* EXERCISE AIM
Print out the whole listing below exactly as it is written.

* PROVIDED MATERIAL

☆ ☆ ☆ ☆

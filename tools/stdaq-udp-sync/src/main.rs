// SPDX-License-Identifier: Apache-2.0 OR MIT
// Copyright (c) 2025-2026 naskel.com

//! stdaq-udp-sync - Image assembler
//!
//! Follows every module store of a detector, copies module tiles into the
//! `{detector}-image` store and announces each image once all modules have
//! delivered it.

use clap::Parser;
use stdaq::config::BufferSizing;
use stdaq::{DetectorConfig, Error, ImageAssembler, StoreError};
use std::path::PathBuf;
use std::sync::atomic::{AtomicBool, Ordering};
use std::sync::Arc;
use std::time::Duration;

const ATTACH_RETRY: Duration = Duration::from_millis(500);

/// Assemble module frames into images
#[derive(Parser, Debug)]
#[command(name = "stdaq-udp-sync")]
#[command(version = stdaq::VERSION)]
#[command(about = "Synchronize module streams into complete images")]
struct Args {
    /// Detector JSON file
    detector_json: PathBuf,

    /// Ring store depth in slots (must match the receivers)
    #[arg(long, default_value_t = stdaq::config::RAM_BUFFER_N_SLOTS)]
    n_slots: usize,

    /// Incomplete images tracked before the oldest is dropped
    #[arg(long, default_value_t = stdaq::config::SYNC_N_IMAGES_BUFFER)]
    max_in_flight: usize,

    /// Log filter (error, warn, info, debug, trace)
    #[arg(long, default_value = "info")]
    log_level: String,
}

fn main() {
    let args = Args::parse();
    env_logger::Builder::new().parse_filters(&args.log_level).init();

    if let Err(e) = run(&args) {
        log::error!("[SYNC] {}", e);
        eprintln!("Error: {}", e);
        std::process::exit(1);
    }
}

fn run(args: &Args) -> Result<(), Box<dyn std::error::Error>> {
    let config = DetectorConfig::from_json_file(&args.detector_json)?;
    let sizing = BufferSizing {
        n_slots: args.n_slots,
        max_in_flight: args.max_in_flight,
        ..BufferSizing::default()
    };

    let running = Arc::new(AtomicBool::new(true));
    let r = running.clone();
    ctrlc::set_handler(move || {
        r.store(false, Ordering::SeqCst);
    })?;

    // Receivers create the module stores; wait for all of them.
    let mut assembler = loop {
        match ImageAssembler::attach(&config, &sizing) {
            Ok(assembler) => break assembler,
            Err(Error::Store(StoreError::NotFound(name))) => {
                log::info!("[SYNC] waiting for {}", name);
                if !running.load(Ordering::SeqCst) {
                    return Ok(());
                }
                std::thread::sleep(ATTACH_RETRY);
            }
            Err(e) => return Err(e.into()),
        }
    };

    assembler.run(&running);

    let stats = assembler.synchronizer().stats();
    log::info!(
        "[SYNC] stopped: {} images complete, {} evicted, {} duplicates dropped",
        stats.completed(),
        stats.evicted(),
        stats.duplicate_dropped()
    );
    assembler.destroy()?;
    Ok(())
}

☆ ☆ ☆ ☆

* RESPONSE TO THIS TASK
filename tools/stdaq-udp-sync/src/main.rs
// SPDX-License-Identifier: Apache-2.0 OR MIT
// Copyright (c) 2025-2026 naskel.com

//! stdaq-udp-sync - Image assembler
//!
//! Follows every module store of a detector, copies module tiles into the
//! `{detector}-image` store and announces each image once all modules have
//! delivered it.

use clap::Parser;
use stdaq::config::BufferSizing;
use stdaq::{DetectorConfig, Error, ImageAssembler, StoreError};
use std::path::PathBuf;
use std::sync::atomic::{AtomicBool, Ordering};
use std::sync::Arc;
use std::time::Duration;

const ATTACH_RETRY: Duration = Duration::from_millis(500);

/// Assemble module frames into images
#[derive(Parser, Debug)]
#[command(name = "stdaq-udp-sync")]
#[command(version = stdaq::VERSION)]
#[command(about = "Synchronize module streams into complete images")]
struct Args {
    /// Detector JSON file
    detector_json: PathBuf,

    /// Ring store depth in slots (must match the receivers)
    #[arg(long, default_value_t = stdaq::config::RAM_BUFFER_N_SLOTS)]
    n_slots: usize,

    /// Incomplete images tracked before the oldest is dropped
    #[arg(long, default_value_t = stdaq::config::SYNC_N_IMAGES_BUFFER)]
    max_in_flight: usize,

    /// Log filter (error, warn, info, debug, trace)
    #[arg(long, default_value = "info")]
    log_level: String,
}

fn main() {
    let args = Args::parse();
    env_logger::Builder::new().parse_filters(&args.log_level).init();

    if let Err(e) = run(&args) {
        log::error!("[SYNC] {}", e);
        eprintln!("Error: {}", e);
        std::process::exit(1);
    }
}

fn run(args: &Args) -> Result<(), Box<dyn std::error::Error>> {
    let config = DetectorConfig::from_json_file(&args.detector_json)?;
    let sizing = BufferSizing {
        n_slots: args.n_slots,
        max_in_flight: args.max_in_flight,
        ..BufferSizing::default()
    };

    let running = Arc::new(AtomicBool::new(true));
    let r = running.clone();
    ctrlc::set_handler(move || {
        r.store(false, Ordering::SeqCst);
    })?;

    // Receivers create the module stores; wait for all of them.
    let mut assembler = loop {
        match ImageAssembler::attach(&config, &sizing) {
            Ok(assembler) => break assembler,
            Err(Error::Store(StoreError::NotFound(name))) => {
                log::info!("[SYNC] waiting for {}", name);
                if !running.load(Ordering::SeqCst) {
                    return Ok(());
                }
                std::thread::sleep(ATTACH_RETRY);
            }
            Err(e) => return Err(e.into()),
        }
    };

    assembler.run(&running);

    let stats = assembler.synchronizer().stats();
    log::info!(
        "[SYNC] stopped: {} images complete, {} evicted, {} duplicates dropped",
        stats.completed(),
        stats.evicted(),
        stats.duplicate_dropped()
    );
    assembler.destroy()?;
    Ok(())
}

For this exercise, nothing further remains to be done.